Data »
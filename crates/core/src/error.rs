use thiserror::Error;

/// Errors that can occur while searching for a move.
#[derive(Error, Debug, Clone, PartialEq, Eq)]
pub enum PlayoutError {
    #[error("No legal actions available at the root")]
    NoLegalActions,

    #[error("Invalid search configuration: {0}")]
    InvalidConfig(String),
}

/// Convenience Result type for search operations.
pub type Result<T> = std::result::Result<T, PlayoutError>;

Work to be completed » Using the material above, print word for word the lines from the one holding "for search operations." through the last line.

Answer space »
/// Convenience Result type for search operations.
pub type Result<T> = std::result::Result<T, PlayoutError>;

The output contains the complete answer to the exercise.